Scan the records for "FindValueResponseArguments" and copy each line that contains it.
Given records: Begin
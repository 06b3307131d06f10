//! Answering inbound RPCs.

use std::num::NonZeroUsize;

use bytes::Bytes;
use lru::LruCache;
use tracing::debug;

use crate::common::{
    Contact, ErrorSpecific, FindNodeRequestArguments, FindNodeResponseArguments,
    FindValueRequestArguments, FindValueResponseArguments, Id, RequestTypeSpecific,
    ResponseSpecific, RoutingTable, StoreRequestArguments,
};
use crate::Config;

/// Dht server that can handle incoming rpc requests
pub trait Server: std::fmt::Debug + Send {
    /// Handle incoming requests.
    ///
    /// `from` is the requesting contact, already added to or refreshed in
    /// `routing_table`, or `None` for requests that carry no sender.
    ///
    /// Runs while the node holds its server lock, so it needs to be fast and
    /// must not send requests of its own.
    fn handle_request(
        &mut self,
        routing_table: &RoutingTable,
        from: Option<&Contact>,
        request: &RequestTypeSpecific,
    ) -> ResponseSpecific;
}

#[derive(Debug)]
/// Default implementation of [Server] trait.
///
/// Keeps up to [Config::max_values] values, evicting the least recently
/// used, and answers lookups from the routing table.
pub struct DefaultServer {
    /// Values store
    pub values: LruCache<Id, Bytes>,
    bit_length: usize,
    k: usize,
}

impl Default for DefaultServer {
    fn default() -> Self {
        DefaultServer::new(&Config::default())
    }
}

impl DefaultServer {
    pub fn new(config: &Config) -> Self {
        Self {
            values: LruCache::new(NonZeroUsize::new(config.max_values).unwrap_or(NonZeroUsize::MIN)),
            bit_length: config.bit_length,
            k: config.k,
        }
    }

    /// Closest contacts to `target`, leaving out the requester itself.
    fn closest(&self, routing_table: &RoutingTable, from: Option<&Contact>, target: &Id) -> Vec<Contact> {
        let mut contacts = routing_table.find_closest_contacts(target, self.k + 1);

        if let Some(from) = from {
            contacts.retain(|contact| contact != from);
        }
        contacts.truncate(self.k);

        contacts
    }
}

impl Server for DefaultServer {
    fn handle_request(
        &mut self,
        routing_table: &RoutingTable,
        from: Option<&Contact>,
        request: &RequestTypeSpecific,
    ) -> ResponseSpecific {
        match request {
            RequestTypeSpecific::Ping => ResponseSpecific::Ping,
            RequestTypeSpecific::Store(StoreRequestArguments { key, value }) => {
                if !key.fits(self.bit_length) {
                    debug!(?key, from = ?from.map(Contact::id), "Store key outside the keyspace");

                    return ResponseSpecific::Error(ErrorSpecific {
                        code: 400,
                        description: format!("key does not fit in {} bits", self.bit_length),
                    });
                }

                self.values.put(*key, value.clone());

                ResponseSpecific::Store
            }
            RequestTypeSpecific::FindNode(FindNodeRequestArguments { target }) => {
                ResponseSpecific::FindNode(FindNodeResponseArguments {
                    contacts: self.closest(routing_table, from, target),
                })
            }
            RequestTypeSpecific::FindValue(FindValueRequestArguments { key }) => {
                ResponseSpecific::FindValue(match self.values.get(key) {
                    Some(value) => FindValueResponseArguments::Value(value.clone()),
                    None => FindValueResponseArguments::Contacts(self.closest(routing_table, from, key)),
                })
            }
            // Status belongs to the node, not to its server.
            RequestTypeSpecific::Info => ResponseSpecific::Error(ErrorSpecific {
                code: 501,
                description: "info is answered by the node".to_string(),
            }),
        }
    }
}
Given records: End
(Completed exercise):
    FindValueRequestArguments, FindValueResponseArguments, Id, RequestTypeSpecific,
                    Some(value) => FindValueResponseArguments::Value(value.clone()),
                    None => FindValueResponseArguments::Contacts(self.closest(routing_table, from, key)),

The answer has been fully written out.